Preventive maintenance is worth its cost in the long run. The first place homeowners should look is their water pressure. While solid water pressure is desirable, anything over 80 pounds per square inch, or psi, can lead to problems with fixtures wearing out prematurely. It's a recipe for disaster, but homeowners can avoid the problem by having a regulator added to the main line. As municipalities adjust their water systems to meet a rising demand, it's wise to have the pressure checked periodically to ensure that it remains in the safe range.

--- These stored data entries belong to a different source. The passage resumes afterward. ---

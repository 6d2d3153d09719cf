//! Properties over arbitrary traffic schedules

use proptest::prelude::*;
use rollout_core::{Phase, RolloutEventKind};
use rollout_test_utils::{reading, request, Harness};
use std::future::Future;

fn paused_runtime() -> tokio::runtime::Runtime {
    tokio::runtime::Builder::new_current_thread()
        .enable_time()
        .start_paused(true)
        .build()
        .unwrap()
}

fn block_on<F: Future>(future: F) -> F::Output {
    paused_runtime().block_on(future)
}

/// Strictly increasing percentages ending at 100
fn schedule() -> impl Strategy<Value = Vec<u8>> {
    proptest::collection::btree_set(1u8..100, 0..5).prop_map(|set| {
        let mut steps: Vec<u8> = set.into_iter().collect();
        steps.push(100);
        steps
    })
}

proptest! {
    #![proptest_config(ProptestConfig::with_cases(24))]

    #[test]
    fn clean_run_visits_every_step_in_order(steps in schedule()) {
        let (state, applied, advanced) = block_on(async {
            let harness = Harness::builder().script(vec![reading(10.1)]).build();
            let state = harness.run(request(steps.clone())).await;
            let advanced: Vec<u8> = harness
                .event_kinds(state.id)
                .into_iter()
                .filter_map(|k| match k {
                    RolloutEventKind::StepAdvanced { traffic_percent, .. } => Some(traffic_percent),
                    _ => None,
                })
                .collect();
            (state, harness.applied_splits(), advanced)
        });

        prop_assert_eq!(state.phase, Phase::Completed);
        prop_assert_eq!(state.traffic_percent, 100);
        prop_assert_eq!(&applied, &steps);
        prop_assert_eq!(&advanced, &steps);
    }

    #[test]
    fn critical_verdict_never_completes(
        steps in schedule(),
        pick in any::<prop::sample::Index>(),
        spike in 61.0f64..500.0,
    ) {
        let bad = steps[pick.index(steps.len())];
        let (phase, baseline) = block_on(async {
            let harness = Harness::builder()
                .script(vec![reading(10.0)])
                .at_split(bad, reading(spike))
                .build();
            let state = harness.run(request(steps.clone())).await;
            (state.phase, harness.baseline_latency())
        });

        prop_assert!(matches!(phase, Phase::RolledBack | Phase::RollbackFailed));
        prop_assert_eq!(baseline, Some(10.0));
    }

    #[test]
    fn baseline_changes_only_on_completion(
        steps in schedule(),
        latency in 5.0f64..200.0,
    ) {
        let (phase, baseline) = block_on(async {
            let harness = Harness::builder().script(vec![reading(latency)]).build();
            let state = harness.run(request(steps.clone())).await;
            (state.phase, harness.baseline_latency())
        });

        let Some(baseline) = baseline else {
            return Err(TestCaseError::fail("baseline disappeared"));
        };
        if phase == Phase::Completed {
            prop_assert!((baseline - latency).abs() < 1e-9);
        } else {
            prop_assert!((baseline - 10.0).abs() < 1e-9);
        }
    }
}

Toilet lines are notorious for breaking, and people don't always notice a slow drip that's hidden behind the toilet. Depending on where the water decides to roll, it could easily go between the wall and the floor where it will rot the wood, delaminate the floor, and cause extensive damage. When cleaning the bathroom, the supply line should be wiped down and checked for leaks.
The water restoration experts at Griffin Contracting and Restoration of Cincinnati can assist you with any questions regarding fire and water cleanup or sump pump back ups.
People should also make the switch to steel braided supply lines that are less prone to failure. The rubber hoses feeding a washing machine should also be replaced with steel braided lines.
Every supply line in the home should have an independent shut-off valve near the fixture. This may be the current code, but many older homes need to be upgraded. It only costs a small amount to upgrade these fittings to quarter-turn valves that are more reliable and easy to use. If a leak develops between the valve and the fixture, it's easy to shut it down and prevent water damage.
Prevent a backup from the toilet by making sure every family member knows the cardinal rule of flushing. That is that the toilet should only be flushed once. If it doesn't work, then there's a problem that must be addressed either through plunging, snaking, or a new, more effective toilet.
Finally, homeowners are encouraged to look under their sinks regularly. This is a common area for hidden leaks, and it can lead to extensive damage. Some people will even place plastic bins below the plumbing in this area so that any water leaks will be contained. Following these steps will help homeowners keep their bills down and their homes safe.